3 inches a month for large fish like tsn is quite typical actually


----------



## Innes (Jan 13, 2003)

your tank is too small - they will eat everything they can fit in their mouth.

generally a bad choice for your tank


----------



## Poseidon X (Jan 31, 2003)

The Tsn isnt going to eat the piranhas, they probably make pretty good tank mates. A guy down here in charleston has a 18 inch rohm and a 32+ inch tsn, adn the rohm owns it for obvious reasons.


----------



## piranha45 (Apr 8, 2003)

I betcha its the piranha's profile height that saves it from consumption; its too tall to fit in the cat's mouth. Hence, its perfectly understandable why the catfish hasn't eaten it. And tsns and most other such catfish are not aggressive fish; only hungry

and natts won't reach 17"


----------



## JesseD (Mar 26, 2003)

so a tsn cannot have any tank mates besides a fish that is also gigantic (18")

it seems like kind of a waste on such a huge tank for only one catfish.

what can thrive with a tsn?


----------



## piranha45 (Apr 8, 2003)

JesseD said:


> so a tsn cannot have any tank mates besides a fish that is also gigantic (18")
> 
> it seems like kind of a waste on such a huge tank for only one catfish.
> 
> what can thrive with a tsn?


other enormous fish that are fairly unaggressive in temperament; pacus, red tail catfish, giant gouramis, and peacock bass are the only ones I can think of at the moment

and naturally a tank thats at least 3 feet wide and 8+ feet long so that the animal can swim a little


----------



## Poseidon X (Jan 31, 2003)

Yeah... I dont really like the idea of keeping one, especially since they are so common. A much better tank would be a Tigrinus Cat with some Datnoids and a gorami. I would definately own a tank like that.


----------



## accr (Nov 27, 2002)

My tsn grew from 5" back in Feb to close to 11" now. He ate like a pig. 5 to 6 1" feeders every 6 hrs.

He's in with a 4" red devil that kinda push him around but no biting, and also a 7" electric catfish. While they all got shocked in the beginning, they got smarter now.









For tankmates, I really dont know what to say. I had a jack dempsey that was ram to death by the TSN. The JD would grab feeders I dump in for the tsn, but his mouth isn't big enough to swallow whole. So the tail of the feeder will stick out wiggling while the JD swim around.

The TSN sense movement and take bites/ram at blinding speed. A few times the JD got rammed dizzy, bent jaws... and the eyes of the feeder will always "fall out" if hit right.

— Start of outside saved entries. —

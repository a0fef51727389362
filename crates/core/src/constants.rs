//! Constants used throughout the bilirubin core crate.
//!
//! Guideline bracket limits live here so the branching in the engine and the tables stay in
//! agreement.

/// Gestational age (weeks) from which the Bhutani nomogram and AAP curves apply.
/// Below this the Maisels preterm bands are used.
pub const AAP_MIN_GESTATION_WEEKS: f64 = 35.0;

/// Gestational age (weeks) from which the AAP lower-risk bracket applies.
pub const AAP_LOWER_RISK_GESTATION_WEEKS: f64 = 38.0;

/// Last hour of life covered by the Bhutani nomogram.
pub const BHUTANI_MAX_HOURS: f64 = 144.0;

/// Default chrono pattern for the date-of-birth display string.
pub const DEFAULT_DATE_FORMAT: &str = "%d/%m/%Y";

/// Default chrono pattern for the time-of-birth display string.
pub const DEFAULT_TIME_FORMAT: &str = "%H:%M";

/// Timestamp shapes accepted after normalisation.
pub const TIMESTAMP_FORMATS: [&str; 2] = ["%Y-%m-%dT%H:%M", "%Y-%m-%dT%H:%M:%S"];
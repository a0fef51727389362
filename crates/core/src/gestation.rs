use serde::Serialize;

/// Gestational age as entered: whole weeks plus days.
///
/// Days are not clamped to 0..=6; out-of-range values are plain arithmetic.
#[derive(Debug, Clone, Copy, PartialEq, Eq, Serialize)]
pub struct GestationalAge {
    pub weeks: u32,
    pub days: i32,
}

impl GestationalAge {
    pub fn new(weeks: u32, days: i32) -> Self {
        Self { weeks, days }
    }

    /// `weeks + days / 7`, used for every guideline bracket decision.
    pub fn decimal_weeks(&self) -> f64 {
        f64::from(self.weeks) + f64::from(self.days) / 7.0
    }
}

impl std::fmt::Display for GestationalAge {
    fn fmt(&self, f: &mut std::fmt::Formatter<'_>) -> std::fmt::Result {
        write!(f, "{}w {}d", self.weeks, self.days)
    }
}
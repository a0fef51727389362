//! Shared result vocabulary for the bilirubin risk engine.
//!
//! These types are what a renderer or export formatter consumes: the Bhutani risk zone and the
//! phototherapy / exchange-transfusion threshold outcomes.

use serde::{Deserialize, Serialize};

/// Bhutani nomogram risk zone.
///
/// `NotApplicable` is returned for preterm infants (< 35 weeks) and beyond 144 hours of life,
/// where the nomogram has no data.
#[derive(Debug, Clone, Copy, PartialEq, Eq, Hash, Serialize, Deserialize)]
#[serde(rename_all = "snake_case")]
pub enum BhutaniZone {
    Low,
    LowIntermediate,
    HighIntermediate,
    High,
    NotApplicable,
}

impl BhutaniZone {
    /// Human-readable label, as shown on the report.
    pub fn label(&self) -> &'static str {
        match self {
            Self::Low => "Low Risk",
            Self::LowIntermediate => "Low-Intermediate Risk",
            Self::HighIntermediate => "High-Intermediate Risk",
            Self::High => "High Risk",
            Self::NotApplicable => "N/A",
        }
    }
}

impl std::fmt::Display for BhutaniZone {
    fn fmt(&self, f: &mut std::fmt::Formatter<'_>) -> std::fmt::Result {
        f.write_str(self.label())
    }
}

/// Where a bilirubin value sits relative to a treatment threshold.
#[derive(Debug, Clone, Copy, Default, PartialEq, Eq, Hash, Serialize, Deserialize)]
pub enum ThresholdStatus {
    #[serde(rename = "ABOVE")]
    Above,
    #[serde(rename = "BELOW")]
    Below,
    /// Inside a Maisels range, bounds inclusive.
    #[serde(rename = "WITHIN")]
    Within,
    #[default]
    #[serde(rename = "N/A")]
    NotApplicable,
}

impl ThresholdStatus {
    pub fn as_str(&self) -> &'static str {
        match self {
            Self::Above => "ABOVE",
            Self::Below => "BELOW",
            Self::Within => "WITHIN",
            Self::NotApplicable => "N/A",
        }
    }
}

impl std::fmt::Display for ThresholdStatus {
    fn fmt(&self, f: &mut std::fmt::Formatter<'_>) -> std::fmt::Result {
        f.write_str(self.as_str())
    }
}

/// A treatment threshold in mg/dL.
///
/// AAP thresholds are a single interpolated level. Maisels thresholds are band-constant ranges
/// and are written as `"min-max"`.
#[derive(Debug, Clone, Copy, PartialEq)]
pub enum ThresholdValue {
    Level(f64),
    Range { min: f64, max: f64 },
}

impl std::fmt::Display for ThresholdValue {
    fn fmt(&self, f: &mut std::fmt::Formatter<'_>) -> std::fmt::Result {
        match self {
            Self::Level(level) => write!(f, "{}", level),
            Self::Range { min, max } => write!(f, "{}-{}", min, max),
        }
    }
}

impl serde::Serialize for ThresholdValue {
    fn serialize<S>(&self, serializer: S) -> Result<S::Ok, S::Error>
    where
        S: serde::Serializer,
    {
        match self {
            Self::Level(level) => serializer.serialize_f64(*level),
            Self::Range { .. } => serializer.collect_str(self),
        }
    }
}

/// Outcome of comparing one bilirubin value against one threshold.
#[derive(Debug, Clone, Copy, PartialEq, Serialize)]
pub struct ThresholdResult {
    pub status: ThresholdStatus,
    pub threshold: ThresholdValue,
}
//! Timestamp normalisation and parsing.
//!
//! Form inputs arrive as `YYYY-MM-DDThh:mm`, `YYYY-MM-DD hh:mm` or `YYYY/MM/DD - hh:mm`. They
//! are normalised to the `T`-separated shape before parsing.

use crate::constants::TIMESTAMP_FORMATS;
use chrono::NaiveDateTime;

/// Normalise the textual separator variants into `YYYY-MM-DDThh:mm`.
///
/// All `/` become `-`. The first whitespace run, together with a `-` it surrounds, becomes a
/// single `T`. Later separators are left alone.
pub fn normalize_timestamp(text: &str) -> String {
    let text = text.trim().replace('/', "-");

    let Some(start) = text.find(char::is_whitespace) else {
        return text;
    };

    let rest = text[start..].trim_start();
    let rest = match rest.strip_prefix('-') {
        Some(after_dash) => after_dash.trim_start(),
        None => rest,
    };

    format!("{}T{}", &text[..start], rest)
}

/// Parse a form timestamp, or `None` when it is not a calendar date-time after normalisation.
pub fn parse_timestamp(text: &str) -> Option<NaiveDateTime> {
    let normalized = normalize_timestamp(text);
    TIMESTAMP_FORMATS
        .iter()
        .find_map(|format| NaiveDateTime::parse_from_str(&normalized, format).ok())
}

/// Elapsed hours from `birth` to `measurement` as a real number.
pub fn hours_between(birth: NaiveDateTime, measurement: NaiveDateTime) -> f64 {
    let elapsed = measurement - birth;
    elapsed.num_milliseconds() as f64 / 3_600_000.0
}
//! Plain-text export of a calculation, for pasting into notes.

use crate::engine::CalculationResult;

/// Render `result` as one `Label: value` line per report field.
pub fn format_summary(result: &CalculationResult) -> String {
    let lines = [
        format!("DOB: {}", result.dob),
        format!("TOB: {}", result.tob),
        format!("AOG: {}", result.aog),
        format!("HOL: {:.1} hours", result.hol),
        format!("TcB: {} mg/dL", result.tcb),
        format!("Bhutani zone: {}", result.bhutani_zone),
        format!(
            "Phototherapy threshold: {} mg/dL ({})",
            result.phototherapy.threshold, result.phototherapy.status
        ),
        format!(
            "Exchange transfusion threshold: {} mg/dL ({})",
            result.exchange_transfusion.threshold, result.exchange_transfusion.status
        ),
    ];

    lines.join("\n")
}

...then sadly one day, my JD got rammed so hard his eyeball fell out... and yes, the tsn ate the eyeball too







. Kinda gross.......


----------



## piranha45 (Apr 8, 2003)

tee hee


----------



## thoroughbred (Mar 14, 2003)

accr said:


> My tsn grew from 5" back in Feb to close to 11" now. He ate like a pig. 5 to 6 1" feeders every 6 hrs.
> 
> He's in with a 4" red devil that kinda push him around but no biting, and also a 7" electric catfish. While they all got shocked in the beginning, they got smarter now.
> 
> ...


 jesus i bet they pack a punch ramming stuff like that


----------



## piranha45 (Apr 8, 2003)

ill say!


----------